> Problem statement: Find every line in the data that contains the word "ExecutedTransaction". Return each of those lines.

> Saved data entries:
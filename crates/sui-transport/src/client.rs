//! Ledger client interface.
//!
//! Everything the builder and executors need from a full node: object reads,
//! balance and coin queries, epoch info, and submission of signed transactions.
//! Implementations own their transport (gRPC, JSON-RPC, in-memory).

use anyhow::Result;
use move_core_types::language_storage::TypeTag;
use serde::{Deserialize, Serialize};
use sui_ptb_types::{ExecutedTransaction, ObjectId, ObjectRef, Owner, SuiAddress};

/// Current reference and ownership of an object.
#[derive(Debug, Clone, PartialEq, Eq, Serialize, Deserialize)]
pub struct ObjectInfo {
    pub object_ref: ObjectRef,
    pub owner: Owner,
    pub object_type: Option<TypeTag>,
}

/// Balance of one coin type held by an address.
#[derive(Debug, Clone, PartialEq, Eq, Serialize, Deserialize)]
pub struct Balance {
    pub coin_type: TypeTag,
    /// `coin_balance + address_balance`
    pub total_balance: u64,
    /// Sum of all `Coin<T>` objects owned by the address.
    pub coin_balance: u64,
    /// Funds held directly by the address, outside of coin objects.
    pub address_balance: u64,
}

#[derive(Debug, Clone, PartialEq, Eq, Serialize, Deserialize)]
pub struct Coin {
    pub object_ref: ObjectRef,
    pub coin_type: TypeTag,
    pub balance: u64,
}

/// One page of a coin listing.
#[derive(Debug, Clone, Default, PartialEq, Eq, Serialize, Deserialize)]
pub struct CoinPage {
    pub coins: Vec<Coin>,
    pub next_cursor: Option<String>,
    pub has_next_page: bool,
}

#[derive(Debug, Clone, PartialEq, Eq, Serialize, Deserialize)]
pub struct EpochInfo {
    pub epoch: u64,
    pub reference_gas_price: u64,
    pub epoch_start_timestamp_ms: u64,
    pub epoch_duration_ms: u64,
    /// Chain identifier, embedded in `ValidDuring` expirations.
    pub chain_identifier: String,
}

impl EpochInfo {
    pub fn epoch_end_timestamp_ms(&self) -> u64 {
        self.epoch_start_timestamp_ms
            .saturating_add(self.epoch_duration_ms)
    }
}

/// Async access to a Sui full node.
#[async_trait::async_trait]
pub trait LedgerClient: Send + Sync {
    /// Fetch current object state. The result is aligned with `ids`; missing objects are `None`.
    async fn get_objects(&self, ids: &[ObjectId]) -> Result<Vec<Option<ObjectInfo>>>;

    /// Balance of `coin_type` held by `owner`, split into coin and address balances.
    async fn get_balance(&self, owner: SuiAddress, coin_type: &TypeTag) -> Result<Balance>;

    /// One page of `Coin<coin_type>` objects owned by `owner`.
    async fn list_coins(
        &self,
        owner: SuiAddress,
        coin_type: &TypeTag,
        cursor: Option<String>,
        limit: usize,
    ) -> Result<CoinPage>;

    /// Submit signed transaction bytes and return the digest and effects.
    async fn execute_transaction(
        &self,
        tx_bytes: &[u8],
        signatures: &[String],
    ) -> Result<ExecutedTransaction>;

    /// Resolve once the transaction is indexed and its outputs are readable.
    async fn wait_for_transaction(&self, digest: &str) -> Result<()>;

    async fn get_epoch_info(&self) -> Result<EpochInfo>;
}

> Task result:
use sui_ptb_types::{ExecutedTransaction, ObjectId, ObjectRef, Owner, SuiAddress};
    ) -> Result<ExecutedTransaction>;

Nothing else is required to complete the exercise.